● **TASK ITEM**
Check each line below for "RwLock" and say how many have it, with no other words.

● **TASK DATA**
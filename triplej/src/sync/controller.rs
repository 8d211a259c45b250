//! Sync controller facade.
//!
//! Owns the HTTP client, the history store and the three polling feeds
//! (now-playing, recent search, program guide), and publishes a single
//! consistent snapshot of the station state. Consumers read the snapshot
//! on demand or subscribe for change notifications.

use async_trait::async_trait;
use chrono::{DateTime, Duration as ChronoDuration, Utc};
use std::sync::Arc;
use std::sync::atomic::{AtomicBool, Ordering};
use tokio::sync::RwLock;
use tracing::{debug, info, warn};

use crate::client::TripleJClient;
use crate::error::Result;
use crate::models::{Program, Track};
use crate::normalize;
use crate::timefmt;

use super::config::SyncConfig;
use super::history::HistoryStore;
use super::reconcile;
use super::scheduler::{FeedHandler, PollScheduler, RearmPolicy};

/// Callback invoked with every published snapshot.
pub type SnapshotCallback = Arc<dyn Fn(&SyncSnapshot) + Send + Sync>;

/// Published station state.
///
/// Always well-formed: before the first successful poll the track and
/// program fields hold loading placeholders, never absent values.
#[derive(Debug, Clone)]
pub struct SyncSnapshot {
    /// Currently airing item (song, presenter sentinel, or placeholder)
    pub current_track: Track,
    /// Currently scheduled program
    pub current_program: Program,
    /// Recently played tracks, newest first, bounded
    pub recent_tracks: Vec<Track>,
    /// True until the first now-playing poll completes
    pub is_loading: bool,
    /// User-facing message from the most recent failed poll, cleared on
    /// the next success
    pub last_error: Option<String>,
}

impl Default for SyncSnapshot {
    fn default() -> Self {
        Self {
            current_track: Track::placeholder(),
            current_program: Program::placeholder(),
            recent_tracks: Vec::new(),
            is_loading: true,
            last_error: None,
        }
    }
}

struct ControllerInner {
    client: TripleJClient,
    store: Arc<dyn HistoryStore>,
    recent_limit: usize,
    state: RwLock<SyncSnapshot>,
    subscribers: RwLock<Vec<SnapshotCallback>>,
    stopped: AtomicBool,
}

impl ControllerInner {
    /// Mutate the shared state and notify subscribers with the result.
    /// Publishes nothing once the controller has been stopped, so late
    /// fetch results from a dying feed task cannot resurrect state.
    async fn publish<F: FnOnce(&mut SyncSnapshot)>(&self, mutate: F) {
        if self.stopped.load(Ordering::SeqCst) {
            return;
        }

        let snapshot = {
            let mut state = self.state.write().await;
            mutate(&mut state);
            state.clone()
        };

        let callbacks: Vec<SnapshotCallback> = self.subscribers.read().await.clone();
        for callback in &callbacks {
            callback(&snapshot);
        }
    }

    async fn publish_error(&self, err: &crate::error::Error) {
        let message = err.status_message();
        self.publish(|state| {
            state.is_loading = false;
            state.last_error = Some(message.clone());
        })
        .await;
    }

    /// Normalize and persist one raw play, preferring the record's own
    /// played time over the save instant.
    async fn persist_play(&self, raw: &crate::models::RawPlay, now: DateTime<Utc>) -> Option<Track> {
        let track = normalize::normalize_track(raw, false, now).ok()?;
        let played_at = raw
            .played_time
            .as_deref()
            .and_then(timefmt::parse_timestamp)
            .unwrap_or(now);
        if let Err(err) = super::history::save_track(self.store.as_ref(), &track, played_at).await {
            debug!("History save failed: {err}");
        }
        Some(track)
    }
}

// ============================================================================
// Feed handlers
// ============================================================================

struct NowPlayingFeed {
    inner: Arc<ControllerInner>,
}

impl NowPlayingFeed {
    async fn try_poll(&self) -> Result<Option<DateTime<Utc>>> {
        let inner = &self.inner;
        let response = inner.client.now_playing().await?;
        let now = Utc::now();

        let hint = response
            .next_updated
            .as_deref()
            .and_then(timefmt::parse_timestamp);

        let current = match &response.now {
            Some(raw) if !raw.is_empty() => normalize::normalize_track(raw, true, now)?,
            _ => Track::presenter_segment(),
        };

        inner
            .publish(|state| {
                state.current_track = current;
                state.is_loading = false;
                state.last_error = None;
            })
            .await;

        // History work runs off the poll path: a slow or failing store
        // must not hold back the current track or the timer re-arm.
        // Persist everything the prev slot carries; the first (most
        // recent) item seeds the merge.
        let task_inner = Arc::clone(inner);
        tokio::spawn(async move {
            let mut live = None;
            for raw in response.prev_items() {
                let track = task_inner.persist_play(raw, now).await;
                if live.is_none() {
                    live = track;
                }
            }

            match reconcile::merged_recent(live, task_inner.store.as_ref(), task_inner.recent_limit)
                .await
            {
                Ok(recent) => {
                    task_inner
                        .publish(|state| {
                            state.recent_tracks = recent;
                        })
                        .await;
                }
                Err(err) => warn!("History read failed, keeping previous recent list: {err}"),
            }
        });

        Ok(hint)
    }
}

#[async_trait]
impl FeedHandler for NowPlayingFeed {
    fn name(&self) -> &'static str {
        "now_playing"
    }

    async fn poll(&mut self) -> Result<Option<DateTime<Utc>>> {
        match self.try_poll().await {
            Ok(hint) => Ok(hint),
            Err(err) => {
                self.inner.publish_error(&err).await;
                Err(err)
            }
        }
    }
}

struct RecentSearchFeed {
    inner: Arc<ControllerInner>,
}

impl RecentSearchFeed {
    async fn try_poll(&self) -> Result<()> {
        let inner = &self.inner;
        let response = inner.client.recent_plays(inner.recent_limit).await?;
        let now = Utc::now();

        let mut live = None;
        for raw in &response.items {
            let track = inner.persist_play(raw, now).await;
            if live.is_none() {
                live = track;
            }
        }

        // Store failures stay local; the previous list remains published.
        let recent = match reconcile::merged_recent(live, inner.store.as_ref(), inner.recent_limit)
            .await
        {
            Ok(recent) => recent,
            Err(err) => {
                warn!("History read failed, keeping previous recent list: {err}");
                return Ok(());
            }
        };

        inner
            .publish(|state| {
                state.recent_tracks = recent;
            })
            .await;

        Ok(())
    }
}

#[async_trait]
impl FeedHandler for RecentSearchFeed {
    fn name(&self) -> &'static str {
        "recent_search"
    }

    async fn poll(&mut self) -> Result<Option<DateTime<Utc>>> {
        match self.try_poll().await {
            Ok(()) => Ok(None),
            Err(err) => {
                self.inner.publish_error(&err).await;
                Err(err)
            }
        }
    }
}

struct ProgramGuideFeed {
    inner: Arc<ControllerInner>,
}

impl ProgramGuideFeed {
    async fn try_poll(&self) -> Result<()> {
        let inner = &self.inner;
        let response = inner.client.program_guide().await?;
        let now = Utc::now();

        // Prefer the record whose window contains now; otherwise the
        // first usable record.
        let program = response
            .items
            .iter()
            .filter(|raw| {
                normalize::program_window(raw)
                    .map(|(from, to)| from <= now && now < to)
                    .unwrap_or(false)
            })
            .chain(response.items.iter())
            .find_map(normalize::normalize_program);

        if let Some(program) = program {
            inner
                .publish(|state| {
                    state.current_program = program;
                })
                .await;
        }

        Ok(())
    }
}

#[async_trait]
impl FeedHandler for ProgramGuideFeed {
    fn name(&self) -> &'static str {
        "program_guide"
    }

    async fn poll(&mut self) -> Result<Option<DateTime<Utc>>> {
        match self.try_poll().await {
            Ok(()) => Ok(None),
            Err(err) => {
                self.inner.publish_error(&err).await;
                Err(err)
            }
        }
    }
}

// ============================================================================
// SyncController
// ============================================================================

/// Facade over the polling feeds and shared state.
pub struct SyncController {
    inner: Arc<ControllerInner>,
    history_max_age_days: i64,
    now_playing: PollScheduler,
    search: PollScheduler,
    guide: PollScheduler,
}

impl SyncController {
    /// Start the three feed schedulers. Each polls once immediately.
    pub fn start(
        client: TripleJClient,
        store: Arc<dyn HistoryStore>,
        config: &SyncConfig,
    ) -> Self {
        info!(station = client.station(), "Starting sync controller");

        let inner = Arc::new(ControllerInner {
            client,
            store,
            recent_limit: config.history.recent_limit.max(1),
            state: RwLock::new(SyncSnapshot::default()),
            subscribers: RwLock::new(Vec::new()),
            stopped: AtomicBool::new(false),
        });

        let now_playing = PollScheduler::spawn(
            NowPlayingFeed {
                inner: Arc::clone(&inner),
            },
            RearmPolicy::Adaptive {
                fallback: config.polling.fallback_interval(),
            },
        );
        let search = PollScheduler::spawn(
            RecentSearchFeed {
                inner: Arc::clone(&inner),
            },
            RearmPolicy::Fixed(config.polling.search_interval()),
        );
        let guide = PollScheduler::spawn(
            ProgramGuideFeed {
                inner: Arc::clone(&inner),
            },
            RearmPolicy::Fixed(config.polling.guide_interval()),
        );

        Self {
            inner,
            history_max_age_days: config.history.max_age_days,
            now_playing,
            search,
            guide,
        }
    }

    /// Current published state.
    pub async fn snapshot(&self) -> SyncSnapshot {
        self.inner.state.read().await.clone()
    }

    /// Register a callback invoked with every published snapshot.
    pub async fn subscribe(&self, callback: SnapshotCallback) {
        self.inner.subscribers.write().await.push(callback);
    }

    /// Poll the now-playing feed immediately, discarding its pending
    /// timer.
    pub async fn refresh_now_playing(&self) {
        self.now_playing.refresh_now().await;
    }

    /// Poll the recent-plays search feed immediately.
    pub async fn refresh_recent(&self) {
        self.search.refresh_now().await;
    }

    /// Poll the program guide feed immediately.
    pub async fn refresh_programs(&self) {
        self.guide.refresh_now().await;
    }

    /// Poll every feed immediately.
    pub async fn refresh_all(&self) {
        self.now_playing.refresh_now().await;
        self.search.refresh_now().await;
        self.guide.refresh_now().await;
    }

    /// Remove persisted tracks older than the configured maximum age.
    /// Returns the number removed.
    pub async fn prune_history(&self) -> Result<usize> {
        let cutoff = Utc::now() - ChronoDuration::days(self.history_max_age_days);
        self.inner.store.prune_older_than(cutoff).await
    }

    /// Stop all feeds. Fetches already in flight complete but publish
    /// nothing.
    pub async fn stop(self) {
        self.inner.stopped.store(true, Ordering::SeqCst);
        self.now_playing.stop().await;
        self.search.stop().await;
        self.guide.stop().await;
        info!("Sync controller stopped");
    }
}
//! Relative-time display strings and their inverse ordering keys
//!
//! The plays API reports absolute timestamps; the UI shows short relative
//! strings ("Just now", "12m ago", "14:05"). Encoding is exact, but once
//! only the string form survives, the best we can recover is an integer
//! minutes-ago ordering key. The `HH:MM` form is ambiguous (the day is
//! unknown) and maps to a sentinel that sorts after every known key.

use chrono::{DateTime, Local, Utc};

/// Ordering key for display strings whose age cannot be recovered
/// (`HH:MM` and anything unrecognized). Sorts last.
pub const ORDER_KEY_UNKNOWN: u32 = u32::MAX;

/// Render an absolute timestamp as a short relative display string.
///
/// Thresholds are half-open and evaluated on integer elapsed seconds:
/// under a minute "Just now", under an hour "{m}m ago", under a day
/// "{h}h ago", otherwise the local wall-clock time of `at` as `HH:MM`.
pub fn relative_display(at: DateTime<Utc>, now: DateTime<Utc>) -> String {
    let elapsed = (now - at).num_seconds();

    if elapsed < 60 {
        "Just now".to_string()
    } else if elapsed < 3600 {
        format!("{}m ago", elapsed / 60)
    } else if elapsed < 86400 {
        format!("{}h ago", elapsed / 3600)
    } else {
        at.with_timezone(&Local).format("%H:%M").to_string()
    }
}

/// Recover an approximate minutes-ago ordering key from a display string.
///
/// "Just now" and "Now" map to 0, "{n}m ago" to n, "{n}h ago" to n*60.
/// Everything else maps to [`ORDER_KEY_UNKNOWN`]; in particular the
/// `HH:MM` form is lossy by design and cannot be ordered.
pub fn ordering_key(display: &str) -> u32 {
    match display {
        "Just now" | "Now" => return 0,
        _ => {}
    }
    if let Some(minutes) = display.strip_suffix("m ago") {
        if let Ok(minutes) = minutes.parse::<u32>() {
            return minutes;
        }
    }
    if let Some(hours) = display.strip_suffix("h ago") {
        if let Ok(hours) = hours.parse::<u32>() {
            return hours.saturating_mul(60);
        }
    }
    ORDER_KEY_UNKNOWN
}

/// Parse an upstream played/next-updated timestamp.
///
/// The feeds have shipped at least three shapes over time: RFC 3339 with
/// fractional seconds, RFC 3339 without, and a legacy form with a
/// colon-less numeric offset (`2030-01-01T10:00:00+1000`). All three are
/// accepted; anything else is `None` and degrades to a default upstream.
pub fn parse_timestamp(raw: &str) -> Option<DateTime<Utc>> {
    let raw = raw.trim();

    if let Ok(parsed) = DateTime::parse_from_rfc3339(raw) {
        return Some(parsed.with_timezone(&Utc));
    }
    if let Ok(parsed) = DateTime::parse_from_str(raw, "%Y-%m-%dT%H:%M:%S%z") {
        return Some(parsed.with_timezone(&Utc));
    }
    if let Ok(parsed) = DateTime::parse_from_str(raw, "%Y-%m-%dT%H:%M:%S%.f%z") {
        return Some(parsed.with_timezone(&Utc));
    }
    None
}

/// Format a timestamp as a 12-hour wall-clock display ("6:00 PM") for the
/// program guide.
pub fn twelve_hour_display(at: DateTime<Utc>) -> String {
    at.with_timezone(&Local).format("%-I:%M %p").to_string()
}

#[cfg(test)]
mod tests {
    use super::*;
    use chrono::{Duration, TimeZone};

    fn base() -> DateTime<Utc> {
        Utc.with_ymd_and_hms(2030, 6, 15, 12, 0, 0).unwrap()
    }

    #[test]
    fn test_relative_display_thresholds() {
        let now = base();
        assert_eq!(relative_display(now, now), "Just now");
        assert_eq!(relative_display(now - Duration::seconds(59), now), "Just now");
        assert_eq!(relative_display(now - Duration::seconds(60), now), "1m ago");
        assert_eq!(relative_display(now - Duration::seconds(3599), now), "59m ago");
        assert_eq!(relative_display(now - Duration::seconds(3600), now), "1h ago");
        assert_eq!(relative_display(now - Duration::hours(23), now), "23h ago");

        // Over a day: wall-clock rendering, shape only (local tz dependent)
        let display = relative_display(now - Duration::hours(30), now);
        assert_eq!(display.len(), 5);
        assert_eq!(display.as_bytes()[2], b':');
    }

    #[test]
    fn test_ordering_key_known_forms() {
        assert_eq!(ordering_key("Just now"), 0);
        assert_eq!(ordering_key("Now"), 0);
        assert_eq!(ordering_key("7m ago"), 7);
        assert_eq!(ordering_key("2h ago"), 120);
    }

    #[test]
    fn test_ordering_key_unknown_forms() {
        assert_eq!(ordering_key("14:05"), ORDER_KEY_UNKNOWN);
        assert_eq!(ordering_key(""), ORDER_KEY_UNKNOWN);
        assert_eq!(ordering_key("xm ago"), ORDER_KEY_UNKNOWN);
    }

    #[test]
    fn test_encode_decode_monotonic() {
        // Older timestamps never produce a smaller ordering key.
        let now = base();
        let offsets = [5i64, 70, 600, 3700, 7300, 86000];
        let keys: Vec<u32> = offsets
            .iter()
            .map(|secs| ordering_key(&relative_display(now - Duration::seconds(*secs), now)))
            .collect();
        for pair in keys.windows(2) {
            assert!(pair[0] <= pair[1], "keys not monotonic: {:?}", keys);
        }
    }

    #[test]
    fn test_parse_timestamp_variants() {
        let expected = Utc.with_ymd_and_hms(2030, 1, 1, 0, 0, 10).unwrap();
        assert_eq!(parse_timestamp("2030-01-01T00:00:10Z"), Some(expected));
        assert_eq!(parse_timestamp("2030-01-01T00:00:10.500Z").map(|t| t.timestamp()),
                   Some(expected.timestamp()));
        assert_eq!(parse_timestamp("2030-01-01T10:00:10+1000"), Some(expected));
        assert_eq!(parse_timestamp("2030-01-01T10:00:10+10:00"), Some(expected));
        assert_eq!(parse_timestamp("not a timestamp"), None);
        assert_eq!(parse_timestamp(""), None);
    }
}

● **ANSWER TO THE EXERCISE**
5